◆ Record excerpts ◆
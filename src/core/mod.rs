/// Core Server Framework Module
///
/// This module contains the core server implementation including:
/// - config.rs: Environment-driven configuration
/// - error.rs: Tool error types
/// - server.rs: MCP dispatcher with Streamable HTTP and STDIO transports
/// - session.rs: Streamable HTTP session bookkeeping

pub mod config;
pub mod error;
pub mod server;
pub mod session;
/// Streamable HTTP Sessions
///
/// Session ids are issued on `initialize` and remembered with the time they
/// were last used. Idle sessions expire and the store never holds more than
/// `max_sessions` ids; when full, the least recently used one is dropped.
///
/// Every method takes `now` explicitly so expiry can be tested without
/// sleeping.

use std::collections::HashMap;
use std::time::{Duration, Instant};

#[derive(Debug)]
pub struct SessionStore {
    idle_timeout: Duration,
    max_sessions: usize,
    last_seen: HashMap<String, Instant>,
}

impl SessionStore {
    /// Create an empty store.
    ///
    /// # Arguments
    /// * `idle_timeout` - Sessions unused for this long are forgotten
    /// * `max_sessions` - Upper bound on live sessions (at least 1)
    pub fn new(idle_timeout: Duration, max_sessions: usize) -> Self {
        Self {
            idle_timeout,
            max_sessions: max_sessions.max(1),
            last_seen: HashMap::new(),
        }
    }

    /// Register a new session id, evicting expired and, if still full, the
    /// least recently used sessions first.
    pub fn open(&mut self, id: String, now: Instant) {
        self.prune(now);
        while self.last_seen.len() >= self.max_sessions {
            let Some(oldest) = self
                .last_seen
                .iter()
                .min_by_key(|(_, seen)| **seen)
                .map(|(id, _)| id.clone())
            else {
                break;
            };
            tracing::debug!(session = %oldest, "evicting least recently used session");
            self.last_seen.remove(&oldest);
        }
        self.last_seen.insert(id, now);
    }

    /// Mark a session as used.
    ///
    /// # Returns
    /// `false` when the id is unknown or has expired.
    pub fn touch(&mut self, id: &str, now: Instant) -> bool {
        self.prune(now);
        match self.last_seen.get_mut(id) {
            Some(seen) => {
                *seen = now;
                true
            }
            None => false,
        }
    }

    /// Forget a session. Returns whether it was live.
    pub fn close(&mut self, id: &str, now: Instant) -> bool {
        self.prune(now);
        self.last_seen.remove(id).is_some()
    }

    /// Number of live sessions at `now`.
    pub fn active(&mut self, now: Instant) -> usize {
        self.prune(now);
        self.last_seen.len()
    }

    fn prune(&mut self, now: Instant) {
        let idle_timeout = self.idle_timeout;
        let before = self.last_seen.len();
        self.last_seen
            .retain(|_, seen| now.saturating_duration_since(*seen) < idle_timeout);
        let expired = before - self.last_seen.len();
        if expired > 0 {
            tracing::debug!(expired, "expired idle sessions");
        }
    }
}

#[cfg(test)]
mod tests {
    use super::*;

    const MINUTE: Duration = Duration::from_secs(60);

    #[test]
    fn idle_sessions_expire() {
        let start = Instant::now();
        let mut store = SessionStore::new(10 * MINUTE, 100);
        store.open("a".into(), start);
        store.open("b".into(), start);

        // "a" stays alive by being used
        assert!(store.touch("a", start + 6 * MINUTE));
        assert_eq!(store.active(start + 9 * MINUTE), 2);

        assert_eq!(store.active(start + 11 * MINUTE), 1);
        assert!(!store.touch("b", start + 11 * MINUTE));
        assert!(store.touch("a", start + 15 * MINUTE));
        assert!(!store.touch("a", start + 26 * MINUTE));
        assert_eq!(store.active(start + 26 * MINUTE), 0);
    }

    #[test]
    fn full_store_drops_least_recently_used() {
        let start = Instant::now();
        let mut store = SessionStore::new(60 * MINUTE, 2);
        store.open("a".into(), start);
        store.open("b".into(), start + MINUTE);
        assert!(store.touch("a", start + 2 * MINUTE));

        store.open("c".into(), start + 3 * MINUTE);
        assert_eq!(store.active(start + 3 * MINUTE), 2);
        assert!(!store.touch("b", start + 3 * MINUTE));
        assert!(store.touch("a", start + 3 * MINUTE));
        assert!(store.touch("c", start + 3 * MINUTE));
    }

    #[test]
    fn close_reports_whether_session_was_live() {
        let start = Instant::now();
        let mut store = SessionStore::new(MINUTE, 10);
        store.open("a".into(), start);
        assert!(store.close("a", start));
        assert!(!store.close("a", start));
        assert!(!store.close("never-issued", start));

        store.open("b".into(), start);
        assert!(!store.close("b", start + 2 * MINUTE));
    }
}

◆ Task goal ◆
Output the lines of the records above exactly as they appear, from the line containing "config.rs: Environment-driven configuration" through the line containing "holds more than".

◆ Output of the exercise ◆
/// - config.rs: Environment-driven configuration
/// - error.rs: Tool error types
/// - server.rs: MCP dispatcher with Streamable HTTP and STDIO transports
/// - session.rs: Streamable HTTP session bookkeeping

pub mod config;
pub mod error;
pub mod server;
pub mod session;
/// Streamable HTTP Sessions
///
/// Session ids are issued on `initialize` and remembered with the time they
/// were last used. Idle sessions expire and the store never holds more than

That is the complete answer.